Cette scène d’ouverture se fait intrigante et donne le ton. Comme il l’avait déjà fait dans La grande Bellezza, où un ami de Jep faisait disparaître une girafe, Sorrentino s’amuse encore une fois avec la représentation de l’animal. Si, évidemment, la scène peut ici revêtir une dimension allégorique lourde de sens – tondus comme des moutons, les Italiens s’abrutissent comme des bêtes devant la télévision créée par le même homme qui les tond, et vont jusqu’à en crever – cette brebis en images de synthèse détonne également. Sonne faux. Allant jusqu’à flouer et même ridiculiser le message qu’elle véhicule. On vient alors à se demander si, finalement, l’allégorie ne serait pas du pipeau. Construite de toute pièce comme l’est également la fameuse brebis. Mais qu’a donc bien voulu exprimer par là l’énigmatique Sorrentino? Est-il sérieux? Ou l’ambiguïté du message viendrait simplement du fait que tourner avec une vraie brebis était vraiment peu pratique?

Là est toute la subtilité du cinéma de Sorrentino. C’est qu’en plus de traiter de thématiques italiennes (Le conseguenze dell’amoreIl DivoLa grande Bellezza), les films du cinéaste doivent s’envisager également sous une lumière italienne. Et cela dépasse l’esthétique léchée, les références innombrables à Fellini ou aux trésors historiques et artistiques du pays. Car il s’agit surtout d’un état d’esprit, d’un humour particulier. Un humour à la fois grave et détaché et dont on ne sait jamais si ce qui est énoncé est sérieux ou non – et, qu’à voir, de nombreux critiques francophones peinent à comprendre.

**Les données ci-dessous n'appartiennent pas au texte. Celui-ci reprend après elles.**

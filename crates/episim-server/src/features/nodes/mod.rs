//! Geographic node management
//!
//! Nodes carry a canonical padded code; series files reference nodes by this
//! code during import.

pub mod commands;
pub mod queries;
pub mod routes;

pub use routes::nodes_routes;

Ainsi va Silvio et les autres. Oscillant perpétuellement entre le vrai et le faux, le puéril et le sérieux, le beau et le kitch, le noble et le vulgaire. Non documentaire, le film de Sorrentino est la représentation d’une réalité fantasmée. Dans lequel, grimé en Berlusconi, un Toni Servillo ressemble à un clown. Incarnant un personnage qui, lui aussi, oscille, entre le ridicule et le touchant, le superficiel et l’authentique. Rien n’est vrai, mais pourtant, tout sonne si juste.

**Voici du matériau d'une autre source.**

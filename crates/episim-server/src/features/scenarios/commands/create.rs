//! Create scenario command

use chrono::NaiveDate;
use episim_common::types::DateSpan;
use mediator::Request;
use serde::{Deserialize, Serialize};
use sqlx::PgPool;
use uuid::Uuid;

use crate::db;
use crate::features::shared::validation::{validate_name, NameValidationError};

#[derive(Debug, Clone, Serialize, Deserialize)]
pub struct ParameterValueInput {
    pub parameter_id: Uuid,
    pub value_min: f64,
    pub value_max: f64,
}

#[derive(Debug, Clone, Serialize, Deserialize)]
pub struct CreateScenarioCommand {
    pub name: String,
    #[serde(skip_serializing_if = "Option::is_none")]
    pub description: Option<String>,
    pub model_id: Uuid,
    pub node_list_id: Uuid,
    pub start_date: NaiveDate,
    pub end_date: NaiveDate,
    #[serde(default)]
    pub parameter_values: Vec<ParameterValueInput>,
    #[serde(default)]
    pub linked_interventions: Vec<Uuid>,
}

#[derive(Debug, Clone, Serialize, Deserialize)]
pub struct CreateScenarioResponse {
    pub id: Uuid,
}

#[derive(Debug, thiserror::Error)]
pub enum CreateScenarioError {
    #[error(transparent)]
    Name(#[from] NameValidationError),
    #[error("End date {end} precedes start date {start}")]
    InvalidDateSpan { start: NaiveDate, end: NaiveDate },
    #[error("Parameter value range is inverted (min {min} > max {max})")]
    InvalidParameterRange { min: f64, max: f64 },
    #[error("Model '{0}' not found")]
    ModelNotFound(Uuid),
    #[error("Node list '{0}' not found")]
    NodeListNotFound(Uuid),
    #[error("Scenario references an unknown {0}")]
    UnknownReference(&'static str),
    #[error("Database error: {0}")]
    Database(#[from] sqlx::Error),
}

impl Request<Result<CreateScenarioResponse, CreateScenarioError>> for CreateScenarioCommand {}

impl crate::cqrs::middleware::Command for CreateScenarioCommand {}

impl CreateScenarioCommand {
    pub fn validate(&self) -> Result<(), CreateScenarioError> {
        validate_name(&self.name, 255)?;
        DateSpan::new(self.start_date, self.end_date).map_err(|_| {
            CreateScenarioError::InvalidDateSpan {
                start: self.start_date,
                end: self.end_date,
            }
        })?;
        for value in &self.parameter_values {
            if value.value_min > value.value_max {
                return Err(CreateScenarioError::InvalidParameterRange {
                    min: value.value_min,
                    max: value.value_max,
                });
            }
        }
        Ok(())
    }
}

#[tracing::instrument(skip(pool, command), fields(name = %command.name, model_id = %command.model_id))]
pub async fn handle(
    pool: PgPool,
    command: CreateScenarioCommand,
) -> Result<CreateScenarioResponse, CreateScenarioError> {
    command.validate()?;

    let model_exists =
        sqlx::query_scalar::<_, bool>("SELECT EXISTS(SELECT 1 FROM models WHERE id = $1)")
            .bind(command.model_id)
            .fetch_one(&pool)
            .await?;
    if !model_exists {
        return Err(CreateScenarioError::ModelNotFound(command.model_id));
    }

    let node_list_exists =
        sqlx::query_scalar::<_, bool>("SELECT EXISTS(SELECT 1 FROM node_lists WHERE id = $1)")
            .bind(command.node_list_id)
            .fetch_one(&pool)
            .await?;
    if !node_list_exists {
        return Err(CreateScenarioError::NodeListNotFound(command.node_list_id));
    }

    let mut tx = pool.begin().await?;

    let id = sqlx::query_scalar::<_, Uuid>(
        "INSERT INTO scenarios (name, description, model_id, node_list_id, start_date, end_date) \
         VALUES ($1, $2, $3, $4, $5, $6) RETURNING id",
    )
    .bind(&command.name)
    .bind(&command.description)
    .bind(command.model_id)
    .bind(command.node_list_id)
    .bind(command.start_date)
    .bind(command.end_date)
    .fetch_one(&mut *tx)
    .await?;

    for value in &command.parameter_values {
        sqlx::query(
            "INSERT INTO scenario_parameter_values \
                 (scenario_id, parameter_id, value_min, value_max) \
             VALUES ($1, $2, $3, $4)",
        )
        .bind(id)
        .bind(value.parameter_id)
        .bind(value.value_min)
        .bind(value.value_max)
        .execute(&mut *tx)
        .await
        .map_err(|e| {
            if db::is_foreign_key_violation(&e) {
                CreateScenarioError::UnknownReference("parameter definition")
            } else {
                CreateScenarioError::Database(e)
            }
        })?;
    }

    for intervention_id in &command.linked_interventions {
        sqlx::query(
            "INSERT INTO scenario_interventions (scenario_id, intervention_id) VALUES ($1, $2)",
        )
        .bind(id)
        .bind(intervention_id)
        .execute(&mut *tx)
        .await
        .map_err(|e| {
            if db::is_foreign_key_violation(&e) {
                CreateScenarioError::UnknownReference("intervention")
            } else {
                CreateScenarioError::Database(e)
            }
        })?;
    }

    tx.commit().await?;

    tracing::info!(scenario_id = %id, "Scenario created");

    Ok(CreateScenarioResponse { id })
}

#[cfg(test)]
mod tests {
    use super::*;

    fn date(y: i32, m: u32, d: u32) -> NaiveDate {
        NaiveDate::from_ymd_opt(y, m, d).unwrap()
    }

    fn base_command() -> CreateScenarioCommand {
        CreateScenarioCommand {
            name: "baseline".to_string(),
            description: None,
            model_id: Uuid::new_v4(),
            node_list_id: Uuid::new_v4(),
            start_date: date(2024, 3, 1),
            end_date: date(2024, 3, 31),
            parameter_values: vec![],
            linked_interventions: vec![],
        }
    }

    #[test]
    fn test_validation_success() {
        assert!(base_command().validate().is_ok());
    }

    #[test]
    fn test_validation_rejects_inverted_dates() {
        let mut cmd = base_command();
        cmd.end_date = date(2024, 2, 1);
        assert!(matches!(
            cmd.validate(),
            Err(CreateScenarioError::InvalidDateSpan { .. })
        ));
    }

    #[test]
    fn test_validation_rejects_inverted_parameter_range() {
        let mut cmd = base_command();
        cmd.parameter_values.push(ParameterValueInput {
            parameter_id: Uuid::new_v4(),
            value_min: 2.0,
            value_max: 1.0,
        });
        assert!(matches!(
            cmd.validate(),
            Err(CreateScenarioError::InvalidParameterRange { .. })
        ));
    }
}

Ceux qui s’attendaient donc à un portrait à charge seront déçus, car ce n’est pas ce que propose Sorrentino. L’exercice est ici plus subtil. Le réalisateur dresse le portrait d’un homme qui craint l’ennui, nie la mort, et qui par son incroyable vitalité, tente envers et contre tous de vivre comme s’il avait encore trente ans. Le ridicule de la situation vient du fait que cet homme est un septuagénaire. Que cet amateur de jeunes femmes pourrait être leur grand-père. Que son optimisme n’est en fait que déni. Et on en vient à se demander comment un tel personnage en est venu à occuper de telles fonctions.

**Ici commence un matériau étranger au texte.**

//! List compartments query

use mediator::Request;
use serde::{Deserialize, Serialize};
use sqlx::PgPool;

use super::get::CompartmentDetails;

#[derive(Debug, Clone, Default, Serialize, Deserialize)]
pub struct ListCompartmentsQuery {}

#[derive(Debug, thiserror::Error)]
pub enum ListCompartmentsError {
    #[error("Database error: {0}")]
    Database(#[from] sqlx::Error),
}

impl Request<Result<Vec<CompartmentDetails>, ListCompartmentsError>> for ListCompartmentsQuery {}

impl crate::cqrs::middleware::Query for ListCompartmentsQuery {}

#[tracing::instrument(skip(pool, _query))]
pub async fn handle(
    pool: PgPool,
    _query: ListCompartmentsQuery,
) -> Result<Vec<CompartmentDetails>, ListCompartmentsError> {
    let compartments = sqlx::query_as::<_, CompartmentDetails>(
        "SELECT id, name, description, tags, created_at FROM compartments ORDER BY name",
    )
    .fetch_all(&pool)
    .await?;

    Ok(compartments)
}
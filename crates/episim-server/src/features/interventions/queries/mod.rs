pub mod get;
pub mod list;

pub use get::{GetInterventionError, GetInterventionQuery, InterventionDetails};
pub use list::{ListInterventionsError, ListInterventionsQuery};
//! Create group command

use mediator::Request;
use serde::{Deserialize, Serialize};
use sqlx::PgPool;
use uuid::Uuid;

use crate::db;
use crate::features::shared::validation::{validate_name, NameValidationError};

#[derive(Debug, Clone, Serialize, Deserialize)]
pub struct CreateGroupCommand {
    pub name: String,
    #[serde(skip_serializing_if = "Option::is_none")]
    pub description: Option<String>,
    #[serde(skip_serializing_if = "Option::is_none")]
    pub category: Option<String>,
}

#[derive(Debug, Clone, Serialize, Deserialize)]
pub struct CreateGroupResponse {
    pub id: Uuid,
}

#[derive(Debug, thiserror::Error)]
pub enum CreateGroupError {
    #[error(transparent)]
    Name(#[from] NameValidationError),
    #[error("Group '{0}' already exists")]
    Duplicate(String),
    #[error("Database error: {0}")]
    Database(#[from] sqlx::Error),
}

impl Request<Result<CreateGroupResponse, CreateGroupError>> for CreateGroupCommand {}

impl crate::cqrs::middleware::Command for CreateGroupCommand {}

impl CreateGroupCommand {
    pub fn validate(&self) -> Result<(), CreateGroupError> {
        validate_name(&self.name, 255)?;
        Ok(())
    }
}

#[tracing::instrument(skip(pool, command), fields(name = %command.name))]
pub async fn handle(
    pool: PgPool,
    command: CreateGroupCommand,
) -> Result<CreateGroupResponse, CreateGroupError> {
    command.validate()?;

    let id = sqlx::query_scalar::<_, Uuid>(
        "INSERT INTO groups (name, description, category) VALUES ($1, $2, $3) RETURNING id",
    )
    .bind(&command.name)
    .bind(&command.description)
    .bind(&command.category)
    .fetch_one(&pool)
    .await
    .map_err(|e| {
        if db::is_unique_violation(&e) {
            CreateGroupError::Duplicate(command.name.clone())
        } else {
            CreateGroupError::Database(e)
        }
    })?;

    tracing::info!(group_id = %id, "Group created");

    Ok(CreateGroupResponse { id })
}

#[cfg(test)]
mod tests {
    use super::*;

    #[test]
    fn test_validation_success() {
        let cmd = CreateGroupCommand {
            name: "age0-19".to_string(),
            description: Some("Ages 0 through 19".to_string()),
            category: Some("age".to_string()),
        };
        assert!(cmd.validate().is_ok());
    }

    #[test]
    fn test_validation_empty_name() {
        let cmd = CreateGroupCommand {
            name: "".to_string(),
            description: None,
            category: None,
        };
        assert!(matches!(
            cmd.validate(),
            Err(CreateGroupError::Name(NameValidationError::Required))
        ));
    }
}
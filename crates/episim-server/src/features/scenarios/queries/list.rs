use chrono::{DateTime, NaiveDate, Utc};
use mediator::Request;
use serde::{Deserialize, Serialize};
use sqlx::PgPool;
use uuid::Uuid;

#[derive(Debug, Clone, Default, Serialize, Deserialize)]
pub struct ListScenariosQuery {}

#[derive(Debug, Clone, Serialize, Deserialize, sqlx::FromRow)]
pub struct ScenarioSummary {
    pub id: Uuid,
    pub name: String,
    pub description: Option<String>,
    pub model_id: Uuid,
    pub node_list_id: Uuid,
    pub start_date: NaiveDate,
    pub end_date: NaiveDate,
    pub simulated_at: Option<DateTime<Utc>>,
}

#[derive(Debug, thiserror::Error)]
pub enum ListScenariosError {
    #[error("Database error: {0}")]
    Database(#[from] sqlx::Error),
}

impl Request<Result<Vec<ScenarioSummary>, ListScenariosError>> for ListScenariosQuery {}

impl crate::cqrs::middleware::Query for ListScenariosQuery {}

#[tracing::instrument(skip(pool, _query))]
pub async fn handle(
    pool: PgPool,
    _query: ListScenariosQuery,
) -> Result<Vec<ScenarioSummary>, ListScenariosError> {
    let scenarios = sqlx::query_as::<_, ScenarioSummary>(
        "SELECT id, name, description, model_id, node_list_id, start_date, end_date, \
                simulated_at \
         FROM scenarios ORDER BY submitted_at DESC",
    )
    .fetch_all(&pool)
    .await?;

    Ok(scenarios)
}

Là est toute la question; Sorrentino donne une ébauche de réponse. Dans une scène, on voit un Berlusconi piocher au hasard dans l’annuaire un numéro de téléphone, le politicien compose le numéro et se fixe alors comme objectif de vendre un appartement – qui n’existe pas – à la personne qui a eu le malheur de décrocher. Et alors, soudainement, l’artiste rentre en scène. La bête se réveille. Le vendeur est à l’œuvre. Un vendeur de quoi? Un vendeur de rêve bien sûr. Ainsi est le Berlusconi de Silvio et les autres, drôle de personnage. Mais est-ce si loin de la réalité?